Sometimes children can suffer from an overactive or ‘twitchy’ bladder, which means the bladder voiding reflex is not constrained so the bladder automatically voids before it reaches capacity. This can often be seen during the day if a child must rush, busting, to go to the toilet, frequently.
It can also be caused by voiding postponement where the child delays toilet visits (usually where they go less than 4 times a day) because they are too busy at school or where they are at home and pre-occupied watching television or playing games. These symptoms are evidenced by ‘holding’ postures such as leg crossing, squatting or pressing the heels into the bottom area.
Where voiding postponement is the cause of the child’s urgent toilet activities, then ensuring they have regular, relaxed, timed toilet visits throughout the day, plus good fluid intake can help, reduce or eliminate the symptoms. Where a twitchy bladder is due to overactivity of the bladder these strategies may help, but, where there is no improvement in a child’s bedwetting, consideration may be given to pharmacological treatments (e.g. anticholinergics) for children over 7 years of age.

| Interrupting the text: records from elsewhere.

//! Implementation of the `#[derive(TaggedUnion)]` macro.
//!
//! For an enum `Name` this generates:
//!
//! - `impl TaggedUnion for Name` (the closed tag list and `tag()`);
//! - `Name::fold(self, ..)` and `Name::fold_ref(&self, ..)`, taking one
//!   handler per variant in declaration order.
//!
//! A missing handler is an argument-count error at the `fold` call site.

use proc_macro::TokenStream;
use proc_macro2::TokenStream as TokenStream2;
use quote::quote;
use syn::{parse_macro_input, Data, DataEnum, DeriveInput, Fields, Ident, Type};

use crate::naming::{binding, snake_case_ident};

/// Main implementation of the `TaggedUnion` derive macro.
pub fn derive_tagged_union_impl(input: TokenStream) -> TokenStream {
    let input = parse_macro_input!(input as DeriveInput);

    let expanded = match &input.data {
        Data::Enum(data_enum) if data_enum.variants.is_empty() => syn::Error::new_spanned(
            &input.ident,
            "TaggedUnion needs at least one variant",
        )
        .to_compile_error(),
        Data::Enum(data_enum) => generate(&input, data_enum),
        Data::Struct(_) => syn::Error::new_spanned(
            &input.ident,
            "TaggedUnion can only be derived for enums. A struct is a single record, use #[derive(Lenses)].",
        )
        .to_compile_error(),
        Data::Union(_) => {
            syn::Error::new_spanned(&input.ident, "TaggedUnion cannot be derived for unions.")
                .to_compile_error()
        }
    };

    TokenStream::from(expanded)
}

/// One variant, flattened into what the generated code needs.
struct VariantInfo<'a> {
    ident: &'a Ident,
    handler: Ident,
    field_types: Vec<&'a Type>,
    bind_pattern: TokenStream2,
    ignore_pattern: TokenStream2,
    bindings: Vec<Ident>,
}

fn variant_info(variant: &syn::Variant) -> VariantInfo<'_> {
    let ident = &variant.ident;
    let field_types: Vec<&Type> = variant.fields.iter().map(|field| &field.ty).collect();
    let bindings: Vec<Ident> = (0..field_types.len()).map(binding).collect();

    let (bind_pattern, ignore_pattern) = match &variant.fields {
        Fields::Unit => (quote! {}, quote! {}),
        Fields::Unnamed(_) => (quote! { ( #(#bindings),* ) }, quote! { (..) }),
        Fields::Named(fields) => {
            let names = fields.named.iter().filter_map(|field| field.ident.as_ref());
            (quote! { { #(#names: #bindings),* } }, quote! { { .. } })
        }
    };

    VariantInfo {
        ident,
        handler: snake_case_ident(ident),
        field_types,
        bind_pattern,
        ignore_pattern,
        bindings,
    }
}

fn generate(input: &DeriveInput, data_enum: &DataEnum) -> TokenStream2 {
    let name = &input.ident;
    let visibility = &input.vis;
    let (impl_generics, type_generics, where_clause) = input.generics.split_for_impl();

    let variants: Vec<VariantInfo<'_>> = data_enum.variants.iter().map(variant_info).collect();

    let tags: Vec<String> = variants.iter().map(|variant| variant.ident.to_string()).collect();
    let variant_idents: Vec<&Ident> = variants.iter().map(|variant| variant.ident).collect();
    let handlers: Vec<&Ident> = variants.iter().map(|variant| &variant.handler).collect();
    let ignore_patterns: Vec<&TokenStream2> = variants.iter().map(|variant| &variant.ignore_pattern).collect();
    let bind_patterns: Vec<&TokenStream2> = variants.iter().map(|variant| &variant.bind_pattern).collect();
    let bindings: Vec<&Vec<Ident>> = variants.iter().map(|variant| &variant.bindings).collect();

    // Handlers are bounded parameters so closure signatures are inferred at the call site.
    let owned_handlers = variants.iter().map(|variant| {
        let handler = &variant.handler;
        let types = &variant.field_types;
        quote! { #handler: impl ::core::ops::FnOnce(#(#types),*) -> __R }
    });
    let borrowed_handlers = variants.iter().map(|variant| {
        let handler = &variant.handler;
        let types = &variant.field_types;
        quote! { #handler: impl ::core::ops::FnOnce(#(&'__fold #types),*) -> __R }
    });

    let handler_list = handlers
        .iter()
        .map(|handler| format!("`{}`", handler.to_string().trim_start_matches("r#")))
        .collect::<Vec<_>>()
        .join(", ");
    let fold_doc = format!(
        "Consumes the value, passing its payload to the handler of its variant.\n\n\
         Handlers, in variant order: {handler_list}."
    );

    quote! {
        impl #impl_generics ::typedomain::sum::TaggedUnion for #name #type_generics #where_clause {
            const TAGS: &'static [&'static str] = &[#(#tags),*];

            fn tag(&self) -> &'static str {
                match self {
                    #(Self::#variant_idents #ignore_patterns => #tags,)*
                }
            }
        }

        #[allow(dead_code, clippy::too_many_arguments)]
        impl #impl_generics #name #type_generics #where_clause {
            #[doc = #fold_doc]
            #[inline]
            #visibility fn fold<__R>(self, #(#owned_handlers),*) -> __R {
                match self {
                    #(Self::#variant_idents #bind_patterns => #handlers(#(#bindings),*),)*
                }
            }

            /// Like `fold`, passing references to the payload.
            #[inline]
            #visibility fn fold_ref<'__fold, __R>(&'__fold self, #(#borrowed_handlers),*) -> __R {
                match self {
                    #(Self::#variant_idents #bind_patterns => #handlers(#(#bindings),*),)*
                }
            }
        }
    }
}
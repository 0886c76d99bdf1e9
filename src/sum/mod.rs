//! Tagged unions and dispatch.
//!
//! A tagged union is a Rust `enum`: the set of variants is closed and every
//! variant carries its own payload. There are two ways to consume one.
//!
//! **Total dispatch.** A native `match`, or the `fold` generated by
//! `#[derive(TaggedUnion)]`, which takes one handler per variant in
//! declaration order. Leaving a handler out is a compile error:
//!
//! ```
//! use typedomain::TaggedUnion;
//!
//! #[derive(Debug, TaggedUnion)]
//! enum ProductCode {
//!     Widget { code: String },
//!     Gizmo { code: String },
//! }
//!
//! let code = ProductCode::Widget { code: "W1234".to_string() };
//! let description = code.fold_ref(
//!     |code| format!("widget {code} ({} chars)", code.len()),
//!     |code| format!("gizmo {code} ({} chars)", code.len()),
//! );
//! assert_eq!(description, "widget W1234 (5 chars)");
//! ```
//!
//! ```compile_fail
//! use typedomain::TaggedUnion;
//!
//! #[derive(Debug, TaggedUnion)]
//! enum ProductCode {
//!     Widget { code: String },
//!     Gizmo { code: String },
//! }
//!
//! let code = ProductCode::Gizmo { code: "G999".to_string() };
//! let description = code.fold(|code| format!("widget {code}"));
//! ```
//!
//! **Partial dispatch.** [`match_on`] tries patterns in order and can only
//! produce a result through an explicit
//! [`otherwise`](matcher::Matcher::otherwise), so a partial match is
//! recognizable at the call site.

pub mod matcher;
pub mod shape;

pub use matcher::{
    Empty, Equals, Guard, HeadTail, HeadTailCaptures, Matcher, Pair, PairCaptures, Pattern,
    Single, match_on,
};
pub use shape::ListShape;

/// A closed set of labeled variants.
///
/// Derived with `#[derive(TaggedUnion)]`, which also generates the
/// `fold`/`fold_ref` methods.
pub trait TaggedUnion {
    /// Every variant name, in declaration order.
    const TAGS: &'static [&'static str];

    /// The variant name of this value.
    fn tag(&self) -> &'static str;
}

impl<T> TaggedUnion for Option<T> {
    const TAGS: &'static [&'static str] = &["None", "Some"];

    fn tag(&self) -> &'static str {
        match self {
            None => "None",
            Some(_) => "Some",
        }
    }
}

impl<T, E> TaggedUnion for Result<T, E> {
    const TAGS: &'static [&'static str] = &["Ok", "Err"];

    fn tag(&self) -> &'static str {
        match self {
            Ok(_) => "Ok",
            Err(_) => "Err",
        }
    }
}

#[cfg(test)]
mod tests {
    use super::*;
    use rstest::rstest;
    use typedomain_derive::TaggedUnion;

    #[derive(TaggedUnion)]
    enum CardType {
        Visa,
        Mastercard,
    }

    #[derive(TaggedUnion)]
    enum Payment {
        Cash,
        Check(u32),
        Card { card_type: CardType, number: String },
    }

    #[rstest]
    fn tags_are_listed_in_declaration_order() {
        assert_eq!(Payment::TAGS, &["Cash", "Check", "Card"]);
        assert_eq!(CardType::TAGS, &["Visa", "Mastercard"]);
    }

    #[rstest]
    #[case(Payment::Cash, "Cash")]
    #[case(Payment::Check(12), "Check")]
    #[case(Payment::Card { card_type: CardType::Visa, number: "4111".to_string() }, "Card")]
    fn tag_names_the_variant(#[case] payment: Payment, #[case] expected: &str) {
        assert_eq!(payment.tag(), expected);
    }

    #[rstest]
    fn fold_passes_full_payload() {
        let payment = Payment::Card {
            card_type: CardType::Mastercard,
            number: "5500".to_string(),
        };

        let rendered = payment.fold(
            || "cash".to_string(),
            |number| format!("check {number}"),
            |card_type, number| {
                let brand = card_type.fold_ref(|| "Visa", || "Mastercard");
                format!("{brand} {}", number.trim_start_matches('5'))
            },
        );

        assert_eq!(rendered, "Mastercard 00");
    }

    #[rstest]
    fn option_and_result_are_tagged_unions() {
        assert_eq!(Some(1).tag(), "Some");
        assert_eq!(None::<i32>.tag(), "None");
        assert_eq!(Err::<i32, &str>("boom").tag(), "Err");
        assert_eq!(Result::<i32, &str>::TAGS, &["Ok", "Err"]);
    }
}
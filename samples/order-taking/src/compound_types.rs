//! Tagged unions and records composed from the simple types.

use std::fmt;
use std::str::FromStr;

use serde::{Deserialize, Serialize};
use typedomain::opaque::Opaque;
use typedomain::{Prisms, TaggedUnion, ValueObject};

use crate::simple_types::{
    CardNumber, CheckNumber, GizmoCode, KilogramQuantity, PaymentAmount, UnitQuantity, WidgetCode,
};
use crate::workflow::PaymentError;

// =============================================================================
// Products and quantities
// =============================================================================

/// A product code: one of two code families with different formats.
#[derive(Clone, Debug, PartialEq, Eq, Hash, Serialize, Deserialize, TaggedUnion, ValueObject)]
#[serde(tag = "type", content = "code")]
pub enum ProductCode {
    /// `W` followed by four digits.
    Widget(WidgetCode),
    /// `G` followed by three digits.
    Gizmo(GizmoCode),
}

impl ProductCode {
    /// The code as entered.
    #[must_use]
    pub fn code(&self) -> &str {
        self.fold_ref(
            |code| Opaque::as_raw(code).as_str(),
            |code| Opaque::as_raw(code).as_str(),
        )
    }
}

/// How much of a product was ordered. Widgets are counted, gizmos weighed.
#[derive(Clone, Copy, Debug, PartialEq, Eq, Serialize, Deserialize, TaggedUnion, ValueObject)]
#[serde(tag = "type", content = "quantity")]
pub enum OrderQuantity {
    /// A whole number of units.
    Unit(UnitQuantity),
    /// A weight in kilograms.
    Kilogram(KilogramQuantity),
}

/// Renders a quantity with its unit, such as `"1 units"` or `"2.5 kg"`.
#[must_use]
pub fn describe_quantity(quantity: &OrderQuantity) -> String {
    quantity.fold_ref(
        |units| format!("{} units", Opaque::as_raw(units)),
        |kilograms| format!("{} kg", Opaque::as_raw(kilograms)),
    )
}

// =============================================================================
// Payments
// =============================================================================

/// Accepted card networks.
#[derive(Clone, Copy, Debug, PartialEq, Eq, Hash, Serialize, Deserialize, TaggedUnion, ValueObject)]
pub enum CardType {
    /// Visa.
    Visa,
    /// Mastercard.
    MasterCard,
}

impl FromStr for CardType {
    type Err = PaymentError;

    fn from_str(raw: &str) -> Result<Self, Self::Err> {
        match raw {
            "Visa" => Ok(Self::Visa),
            "MasterCard" => Ok(Self::MasterCard),
            other => Err(PaymentError::CardTypeNotRecognized(other.to_string())),
        }
    }
}

/// Card details needed to take a payment.
#[derive(Clone, Debug, PartialEq, Eq, Serialize, Deserialize, ValueObject)]
pub struct CreditCardInfo {
    /// The card network.
    pub card_type: CardType,
    /// The card number.
    pub card_number: CardNumber,
}

/// How a payment is made.
#[derive(Clone, Debug, PartialEq, Eq, Serialize, Deserialize, TaggedUnion, Prisms, ValueObject)]
#[serde(tag = "type")]
pub enum PaymentMethod {
    /// Cash at the counter.
    Cash,
    /// A paper check.
    Check(CheckNumberPayload),
    /// A credit card.
    Card(CreditCardInfo),
}

/// Payload of [`PaymentMethod::Check`].
///
/// Internally tagged serde enums cannot carry a bare number, so the check
/// number travels in a one-field record.
#[derive(Clone, Copy, Debug, PartialEq, Eq, Serialize, Deserialize)]
pub struct CheckNumberPayload {
    /// The number printed on the check.
    pub check_number: CheckNumber,
}

/// Supported currencies.
#[derive(Clone, Copy, Debug, PartialEq, Eq, Hash, Serialize, Deserialize, TaggedUnion, ValueObject)]
pub enum Currency {
    /// Euro.
    Eur,
    /// US dollar.
    Usd,
}

impl fmt::Display for Currency {
    fn fmt(&self, formatter: &mut fmt::Formatter<'_>) -> fmt::Result {
        formatter.write_str(match self {
            Self::Eur => "EUR",
            Self::Usd => "USD",
        })
    }
}

/// A payment offered against an invoice.
#[derive(Clone, Debug, PartialEq, Eq, Serialize, Deserialize, ValueObject)]
pub struct Payment {
    /// Amount offered.
    pub amount: PaymentAmount,
    /// Currency of `amount`.
    pub currency: Currency,
    /// How it is paid.
    pub method: PaymentMethod,
}

// =============================================================================
// People
// =============================================================================

/// A person's name. The middle initial is optional.
#[derive(Clone, Debug, PartialEq, Eq, Hash, Serialize, Deserialize, ValueObject)]
pub struct PersonalName {
    /// First name.
    pub first_name: crate::simple_types::String50,
    /// Middle initial, if the person has one.
    pub middle_initial: Option<crate::simple_types::String50>,
    /// Last name.
    pub last_name: crate::simple_types::String50,
}

impl PersonalName {
    /// `"First M. Last"`, or `"First Last"` without a middle initial.
    #[must_use]
    pub fn full_name(&self) -> String {
        let first = Opaque::as_raw(&self.first_name);
        let last = Opaque::as_raw(&self.last_name);
        match &self.middle_initial {
            Some(initial) => format!("{first} {}. {last}", Opaque::as_raw(initial)),
            None => format!("{first} {last}"),
        }
    }
}
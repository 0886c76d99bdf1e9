//! Multi-error validation.
//!
//! Two failure-propagation policies coexist in this crate:
//!
//! - **short-circuit** (`Result<T, ValidationError>` and [`Monad::flat_map`]):
//!   for dependent steps, the first failure stops everything;
//! - **accumulate** ([`Validated`], i.e. `Result<T, ValidationErrors>` once
//!   converted): for independent fields, every failure is reported.
//!
//! [`Monad::flat_map`]: crate::typeclass::Monad::flat_map

mod validated;

pub use validated::Validated;
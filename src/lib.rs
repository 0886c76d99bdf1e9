//! # typedomain
//!
//! Primitives for type-driven domain modeling: business invariants live in
//! types rather than in scattered runtime checks.
//!
//! ## Overview
//!
//! - **Opaque values** ([`opaque`]): branded scalars such as `CustomerId` or
//!   `WidgetCode`. Brands over the same representation never mix, and the
//!   only way in is a validating smart constructor.
//! - **Tagged unions** ([`sum`]): closed variant sets consumed by exhaustive
//!   `fold`s or by visibly partial [`match_on`](sum::match_on) chains,
//!   including dispatch on the shape of a slice.
//! - **Result/Option algebra** ([`typeclass`], [`validation`]): `Functor`,
//!   `Applicative` and `Monad` over `Option` and `Result`, plus
//!   [`Validated`](validation::Validated) for accumulating independent field
//!   errors.
//! - **Equality strategies** ([`equality`]): value objects compare by every
//!   field, entities by identity only.
//! - **Aggregates** ([`aggregate`]): copy-on-write updates of sub-entities
//!   reached through their root.
//!
//! ## Feature Flags
//!
//! - `derive` (default): re-exports `TaggedUnion`, `Entity`, `ValueObject`,
//!   `Lenses` and `Prisms` derive macros
//! - `serde`: `Serialize`/`Deserialize` for the primitive types; opaque
//!   values deserialize through their smart constructor
//! - `full`: everything
//!
//! ## Example
//!
//! ```rust
//! use typedomain::prelude::*;
//!
//! opaque! {
//!     pub UnitQuantity(u32) validate |raw| constraint::within(raw, &1, &1000);
//! }
//!
//! #[derive(Debug, TaggedUnion)]
//! enum OrderQuantity {
//!     Unit { quantity: UnitQuantity },
//!     Kilogram { quantity: f64 },
//! }
//!
//! let quantity = OrderQuantity::Unit { quantity: UnitQuantity::make(5).unwrap() };
//! let amount = quantity.fold_ref(
//!     |quantity| f64::from(*Opaque::as_raw(quantity)),
//!     |quantity| *quantity,
//! );
//! assert!((amount - 5.0).abs() < f64::EPSILON);
//! ```

#![forbid(unsafe_code)]
#![warn(missing_docs)]
#![warn(clippy::all)]
#![warn(clippy::pedantic)]
#![warn(clippy::nursery)]
// Note: Disabling redundant_closure_for_method_calls due to clippy 0.1.92 panic bug
#![allow(clippy::redundant_closure_for_method_calls)]

// Derive output names `::typedomain::...`, including inside this crate.
extern crate self as typedomain;

/// Prelude module for convenient imports.
///
/// ```rust
/// use typedomain::prelude::*;
/// ```
pub mod prelude {
    pub use crate::aggregate::{AggregateRoot, Children, try_update_sub_entity, update_sub_entity};
    pub use crate::equality::{Entity, ValueObject, entity_equals, value_equals};
    pub use crate::error::{UpdateError, ValidationError, ValidationErrors, Violation};
    pub use crate::opaque::{Brand, Opaque, constraint};
    pub use crate::optics::{Lens, Prism};
    pub use crate::sum::{
        Empty, Equals, Guard, HeadTail, ListShape, Pair, Single, TaggedUnion, match_on,
    };
    pub use crate::typeclass::{Applicative, Functor, Monad, Semigroup};
    pub use crate::validation::Validated;
    pub use crate::{opaque, validate};

    #[cfg(feature = "derive")]
    pub use typedomain_derive::{Entity, Lenses, Prisms, TaggedUnion, ValueObject};
}

pub mod aggregate;
pub mod equality;
pub mod error;
pub mod opaque;
pub mod optics;
pub mod sum;
pub mod typeclass;
pub mod validation;

pub use equality::{Entity, ValueObject};
pub use sum::TaggedUnion;

#[cfg(feature = "derive")]
pub use typedomain_derive::{Entity, Lenses, Prisms, TaggedUnion, ValueObject};

#[doc(hidden)]
pub mod __private {
    pub use paste::paste;
}
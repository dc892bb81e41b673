//! Error types used throughout the application

use serde::{Deserialize, Serialize};
use thiserror::Error;

/// Main error type for OncoVista
#[derive(Error, Debug, Clone, PartialEq, Eq, Serialize, Deserialize)]
#[serde(tag = "type", content = "message")]
pub enum OncoVistaError {
    #[error("Configuration error: {0}")]
    Config(String),

    #[error("Network error: {0}")]
    Network(String),

    #[error("Storage error: {0}")]
    Storage(String),

    #[error("Serialization error: {0}")]
    Serialization(String),

    #[error("Invalid input: {0}")]
    InvalidInput(String),

    #[error("Internal error: {0}")]
    Internal(String),
}

impl From<serde_json::Error> for OncoVistaError {
    fn from(err: serde_json::Error) -> Self {
        Self::Serialization(err.to_string())
    }
}

impl From<std::io::Error> for OncoVistaError {
    fn from(err: std::io::Error) -> Self {
        Self::Storage(err.to_string())
    }
}

/// Result type alias for OncoVista operations
pub type Result<T> = std::result::Result<T, OncoVistaError>;

#[cfg(test)]
mod tests {
    use super::*;

    #[test]
    fn serializes_with_type_tag() {
        let err = OncoVistaError::Config("bad threshold".into());
        let json = serde_json::to_value(&err).unwrap();
        assert_eq!(json["type"], "Config");
        assert_eq!(json["message"], "bad threshold");
        assert_eq!(err.to_string(), "Configuration error: bad threshold");
    }
}
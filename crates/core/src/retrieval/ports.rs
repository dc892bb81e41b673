//! Port interface for the remote recommendation service

use async_trait::async_trait;
use oncovista_common::AttemptError;
use oncovista_domain::{RemoteRecommendationResponse, TreatmentQuery};

/// Remote producer of scored recommendations.
///
/// One call is one attempt. Implementations classify failures: a non-2xx
/// status or unparseable body is [`AttemptError::Http`]. Timeouts and
/// cancellation are applied by the caller by dropping the returned future.
#[async_trait]
pub trait RecommendationService: Send + Sync {
    async fn call(&self, query: &TreatmentQuery) -> Result<RemoteRecommendationResponse, AttemptError>;
}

The causes of bedwetting may be due to multiple factors e.g. genetic, stress-related or physiological. However, where your child exhibits overactive (or underactive) daytime toileting symptoms then measuring their bladder capacity and treating the daytime symptoms first may help in the treatment of their bedwetting.
It is always recommended that you seek guidance from a physician or other qualified health practitioner where the symptoms of bedwetting remain intractable or protracted.
Disclaimer: For information only. This communication is not intended nor recommended as a substitute for medical advice, diagnosis, or treatment. Always seek the advice of your own physician or other qualified health care professionals regarding any medical questions or conditions.